Two weeks ago the Cordoba Initiative website featured a photograph of the project’s chairman, Imam Faisal Abdul Rauf, and Iranian Mohammad Javad Larijani at an event that the Initiative sponsored in Malaysia in 2008. This week, the photograph, which appears below, has disappeared.
Larijani was the Iranian representative who defended Iran’s abysmal human rights record before the UN Human Rights Council in February and June of this year. Among other things, Larijani told the Council: “Torture is one thing and punishment is another thing. … This is a conceptual dispute. Some forms of these punishments should not be considered torture according to our law.” By which he meant flogging, amputation, stoning … which are all part of Iranian legal standards. …

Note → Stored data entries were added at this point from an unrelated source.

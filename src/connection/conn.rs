//! Single-broker connection state machine

use std::collections::BTreeMap;
use std::io;
use std::net::SocketAddr;
use std::time::{Duration, Instant};

use bytes::BytesMut;
use tracing::{debug, info, trace, warn};

use super::backoff::ReconnectBackoff;
use super::state::ConnectionState;
use super::transport::{ConnectPoll, Dialer, TcpDialer, Transport};
use crate::auth::{AuthStatus, Authenticator, PlainAuthenticator, SecurityProtocol};
use crate::future::ResponseFuture;
use crate::metrics::{counters, histograms};
use crate::protocol::{decode_response, encode_request, try_decode_frame, Request, Response};
use crate::resolver::{AddressFamily, BrokerAddr, Resolve, SystemResolver};
use crate::Error;

/// Connection tuning knobs
#[derive(Debug, Clone)]
pub struct ConnectionConfig {
    /// Client id sent in every request header
    pub client_id: String,
    /// Maximum wall time a connect or auth attempt may go without progress
    pub connection_timeout: Duration,
    /// Maximum wall time an in-flight request may wait for its response
    pub request_timeout: Duration,
    /// Base blackout after the first consecutive failure
    pub reconnect_backoff: Duration,
    /// Blackout cap, before jitter
    pub reconnect_backoff_max: Duration,
    /// In-flight request limit
    pub max_in_flight_requests_per_connection: usize,
    /// Security protocol for this connection
    pub security_protocol: SecurityProtocol,
    /// SASL PLAIN username, required for SASL protocols unless a custom
    /// authenticator is installed
    pub sasl_plain_username: Option<String>,
    /// SASL PLAIN password
    pub sasl_plain_password: Option<String>,
}

impl Default for ConnectionConfig {
    fn default() -> Self {
        Self {
            client_id: "kafka-conn".to_string(),
            connection_timeout: Duration::from_secs(10),
            request_timeout: Duration::from_secs(30),
            reconnect_backoff: Duration::from_millis(50),
            reconnect_backoff_max: Duration::from_secs(1),
            max_in_flight_requests_per_connection: 5,
            security_protocol: SecurityProtocol::Plaintext,
            sasl_plain_username: None,
            sasl_plain_password: None,
        }
    }
}
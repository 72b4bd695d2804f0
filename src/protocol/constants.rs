//! Wire protocol constants

/// Size of the length prefix framing every request and response
pub const LENGTH_PREFIX_SIZE: usize = 4;

/// API keys identifying the request type in the header
pub mod api_keys {
    /// Produce
    pub const PRODUCE: i16 = 0;

    /// Fetch
    pub const FETCH: i16 = 1;

    /// ListOffsets
    pub const LIST_OFFSETS: i16 = 2;

    /// Metadata
    pub const METADATA: i16 = 3;

    /// SaslHandshake
    pub const SASL_HANDSHAKE: i16 = 17;

    /// ApiVersions
    pub const API_VERSIONS: i16 = 18;

    /// SaslAuthenticate
    pub const SASL_AUTHENTICATE: i16 = 36;
}
use super::workspace::TestWorkspace;
use anyhow::Result;
use clientcfg_core::{
    run_scenario, ClusterFileKind, ClusterFixture, ErrorCode, LibraryLayout, ScenarioDef,
    ScenarioGroup, ScenarioOutcome, VersionRole,
};

/// Fluent DSL for ad-hoc scenarios outside the catalog
///
/// Builds a [`ScenarioDef`] and runs it through the same path the catalog
/// uses: fixture setup, configuration, tester run, teardown.
pub struct Scenario {
    def: ScenarioDef,
}

impl Scenario {
    /// Create a scenario on a current-release cluster with default flags
    pub fn new(name: &'static str) -> Self {
        Self {
            def: ScenarioDef {
                name,
                group: ScenarioGroup::Current,
                summary: "",
                libraries: LibraryLayout::None,
                disable_local_client: false,
                api_version: None,
                ignore_external_client_failures: false,
                fail_incompatible_client: true,
                transaction_timeout_ms: None,
                cluster_file: ClusterFileKind::Live,
                expected_error: None,
                upgrade_to: None,
            },
        }
    }

    // ===== Cluster =====

    /// Run against a previous-release cluster
    pub fn on_previous_cluster(mut self) -> Self {
        self.def.group = ScenarioGroup::Previous;
        self
    }

    /// Upgrade the cluster while the tester runs
    pub fn upgrading_to(mut self, role: VersionRole) -> Self {
        self.def.group = ScenarioGroup::UpgradeRace;
        self.def.upgrade_to = Some(role);
        self
    }

    // ===== Client selection =====

    pub fn external_library(mut self, role: VersionRole) -> Self {
        self.def.libraries = LibraryLayout::Single(role);
        self
    }

    pub fn external_dir(mut self, roles: &'static [VersionRole]) -> Self {
        self.def.libraries = LibraryLayout::Directory(roles);
        self
    }

    pub fn disable_local_client(mut self) -> Self {
        self.def.disable_local_client = true;
        self
    }

    pub fn api_version(mut self, role: VersionRole) -> Self {
        self.def.api_version = Some(role);
        self
    }

    pub fn ignore_external_failures(mut self) -> Self {
        self.def.ignore_external_client_failures = true;
        self
    }

    pub fn tolerate_incompatible(mut self) -> Self {
        self.def.fail_incompatible_client = false;
        self
    }

    pub fn timeout_ms(mut self, ms: u64) -> Self {
        self.def.transaction_timeout_ms = Some(ms);
        self
    }

    // ===== Cluster file =====

    pub fn unreachable_coordinator(mut self) -> Self {
        self.def.cluster_file = ClusterFileKind::UnreachableCoordinator;
        self
    }

    pub fn invalid_cluster_file(mut self) -> Self {
        self.def.cluster_file = ClusterFileKind::Invalid;
        self
    }

    // ===== Expectation =====

    pub fn expect_error(mut self, code: ErrorCode) -> Self {
        self.def.expected_error = Some(code);
        self
    }

    pub fn def(&self) -> &ScenarioDef {
        &self.def
    }

    /// Run in a fresh workspace
    pub fn run(self) -> Result<ScenarioOutcome> {
        let workspace = TestWorkspace::new()?;
        self.run_in(&workspace)
    }

    /// Run in `workspace`, with a dedicated cluster
    pub fn run_in(self, workspace: &TestWorkspace) -> Result<ScenarioOutcome> {
        let env = workspace.env()?;
        let version = env.versions().resolve(self.def.group.cluster_role());
        let mut fixture = ClusterFixture::setup(&env, &version)?;
        let outcome = run_scenario(&env, fixture.cluster_mut(), &self.def)?;
        fixture.teardown()?;
        Ok(outcome)
    }
}
//! Group-level orchestration: fixtures, scenario dispatch and reports.

use crate::artifacts::{ArtifactSource, LocalArtifactCache};
use crate::cluster::{ClusterController, ClusterDeps, MonitorSupervisor, Supervisor};
use crate::config::HarnessConfig;
use crate::error::Result;
use crate::ports::PortPool;
use crate::scenario::{
    scenarios_in, ScenarioDef, ScenarioGroup, ScenarioOutcome, ScenarioRunner, UpgradeRace,
};
use crate::stager::ArtifactStager;
use crate::version::{Version, VersionSet};
use serde::Serialize;
use std::sync::Arc;
use std::time::Duration;
use tracing::{info, warn};

/// Builds a fresh supervisor for each cluster.
pub type SupervisorFactory = Arc<dyn Fn() -> Box<dyn Supervisor> + Send + Sync>;

// Upper bound for a restarted cluster to get its ports back.
const PORT_REACQUIRE_TIMEOUT: Duration = Duration::from_secs(30);

/// Everything a harness run shares between groups.
pub struct HarnessEnv {
    config: HarnessConfig,
    artifacts: Arc<dyn ArtifactSource>,
    ports: PortPool,
    supervisors: SupervisorFactory,
    runner: ScenarioRunner,
}

impl HarnessEnv {
    /// Creates an environment backed by the on-disk artifact cache and the
    /// process monitor.
    pub fn from_config(config: HarnessConfig) -> Result<Self> {
        let artifacts = LocalArtifactCache::new(config.artifact_root())
            .with_build_dir(config.versions.current, &config.build_dir);
        let stop_timeout = config.cluster.stop_timeout();
        let supervisors: SupervisorFactory = Arc::new(move || -> Box<dyn Supervisor> {
            Box::new(MonitorSupervisor::new(stop_timeout))
        });
        Self::new(config, Arc::new(artifacts), supervisors)
    }

    /// Creates an environment with explicit collaborators.
    pub fn new(
        config: HarnessConfig,
        artifacts: Arc<dyn ArtifactSource>,
        supervisors: SupervisorFactory,
    ) -> Result<Self> {
        let ports = PortPool::new(&config.cluster.port_lease_dir)?;
        let runner = ScenarioRunner::from_config(&config);
        Ok(Self {
            config,
            artifacts,
            ports,
            supervisors,
            runner,
        })
    }

    /// Replaces the scenario runner.
    pub fn with_runner(mut self, runner: ScenarioRunner) -> Self {
        self.runner = runner;
        self
    }

    pub fn config(&self) -> &HarnessConfig {
        &self.config
    }

    pub fn versions(&self) -> &VersionSet {
        &self.config.versions
    }

    pub fn runner(&self) -> &ScenarioRunner {
        &self.runner
    }

    pub fn stager(&self) -> ArtifactStager {
        ArtifactStager::new(Arc::clone(&self.artifacts))
    }

    /// Starts a cluster of `version` under the work root.
    pub fn start_cluster(&self, version: &Version) -> Result<ClusterController> {
        ClusterController::start(
            version,
            ClusterDeps {
                artifacts: Arc::clone(&self.artifacts),
                ports: self.ports.clone(),
                supervisor: (self.supervisors)(),
                work_root: self.config.work_root(),
                ready_timeout: self.config.cluster.ready_timeout(),
                port_timeout: PORT_REACQUIRE_TIMEOUT,
                server_count: self.config.cluster.server_count,
            },
        )
    }
}

/// A cluster owned by one test group.
///
/// Call [`ClusterFixture::teardown`] to observe cleanup errors; dropping the
/// fixture tears down best-effort.
pub struct ClusterFixture {
    cluster: ClusterController,
    torn_down: bool,
}

impl ClusterFixture {
    pub fn setup(env: &HarnessEnv, version: &Version) -> Result<Self> {
        Ok(Self {
            cluster: env.start_cluster(version)?,
            torn_down: false,
        })
    }

    pub fn cluster(&self) -> &ClusterController {
        &self.cluster
    }

    pub fn cluster_mut(&mut self) -> &mut ClusterController {
        &mut self.cluster
    }

    pub fn teardown(mut self) -> Result<()> {
        self.torn_down = true;
        self.cluster.teardown()
    }
}

impl Drop for ClusterFixture {
    fn drop(&mut self) {
        if !self.torn_down {
            if let Err(e) = self.cluster.teardown() {
                warn!(error = %e, "Failed to tear down cluster fixture");
            }
        }
    }
}

/// Results of one group run.
#[derive(Debug, Clone, Serialize)]
pub struct GroupReport {
    pub group: ScenarioGroup,
    /// Release the group's cluster started on.
    pub cluster_version: Version,
    pub outcomes: Vec<ScenarioOutcome>,
}

impl GroupReport {
    /// Whether every scenario passed.
    pub fn passed(&self) -> bool {
        self.outcomes.iter().all(|o| o.passed)
    }

    pub fn failures(&self) -> impl Iterator<Item = &ScenarioOutcome> {
        self.outcomes.iter().filter(|o| !o.passed)
    }
}

/// Configures and runs one scenario against `cluster`.
pub fn run_scenario(
    env: &HarnessEnv,
    cluster: &mut ClusterController,
    def: &ScenarioDef,
) -> Result<ScenarioOutcome> {
    let config = def.configure(cluster, &env.stager(), env.versions())?;
    match def.upgrade_to {
        None => env.runner.run(config),
        Some(role) => UpgradeRace::new(
            env.versions().resolve(role),
            env.config.race.upgrade_delay(),
        )
        .run(&env.runner, config, cluster),
    }
}

/// Runs the scenarios of `group` whose name contains `filter`.
///
/// Groups that share a cluster start it once; the others start one per
/// scenario. `on_outcome` sees each outcome as soon as it is judged.
///
/// # Errors
///
/// Any setup error aborts the group. Failed scenarios are not errors; they
/// are reported in the returned [`GroupReport`].
pub fn run_group(
    env: &HarnessEnv,
    group: ScenarioGroup,
    filter: Option<&str>,
    mut on_outcome: impl FnMut(&ScenarioOutcome),
) -> Result<GroupReport> {
    let defs: Vec<&ScenarioDef> = scenarios_in(group)
        .filter(|d| filter.map_or(true, |f| d.name.contains(f)))
        .collect();
    let cluster_version = env.versions().resolve(group.cluster_role());
    let mut report = GroupReport {
        group,
        cluster_version,
        outcomes: Vec::with_capacity(defs.len()),
    };
    if defs.is_empty() {
        return Ok(report);
    }

    info!(%group, version = %cluster_version, scenarios = defs.len(), "Running scenario group");

    if group.shares_cluster() {
        let mut fixture = ClusterFixture::setup(env, &cluster_version)?;
        for def in defs {
            let outcome = run_scenario(env, fixture.cluster_mut(), def)?;
            on_outcome(&outcome);
            report.outcomes.push(outcome);
        }
        fixture.teardown()?;
    } else {
        for def in defs {
            let mut fixture = ClusterFixture::setup(env, &cluster_version)?;
            let outcome = run_scenario(env, fixture.cluster_mut(), def)?;
            fixture.teardown()?;
            on_outcome(&outcome);
            report.outcomes.push(outcome);
        }
    }

    Ok(report)
}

The Iranian connection to the launch of Cordoba House may go beyond a relationship between Rauf and Larijani. The Cordoba Initiative lists one of its three major partners as the UN’s Alliance of Civilizations. The Alliance has its roots in the Iranian-driven “Dialogue Among Civilizations,” the brainchild of former Iranian President Hojjatoleslam Seyyed Mohammad Khatami. Khatami is now a member of the High-level Group which “guides the work of the Alliance.” His personal presidential qualifications include the pursuit of nuclear weapons, a major crackdown on Iranian media, and rounding up and imprisoning Jews on trumped-up charges of spying. …
In addition, a Weekly Standard article in July suggested that the idea of building an Islamic memorial in lower Manhattan may have originated back in 2003 with two Iranian brothers: M. Jafar “Amir” Mahallati, who served as ambassador of the Iranian Islamic Republic to the United Nations from 1987 to 1989, and M. Hossein Mahallati.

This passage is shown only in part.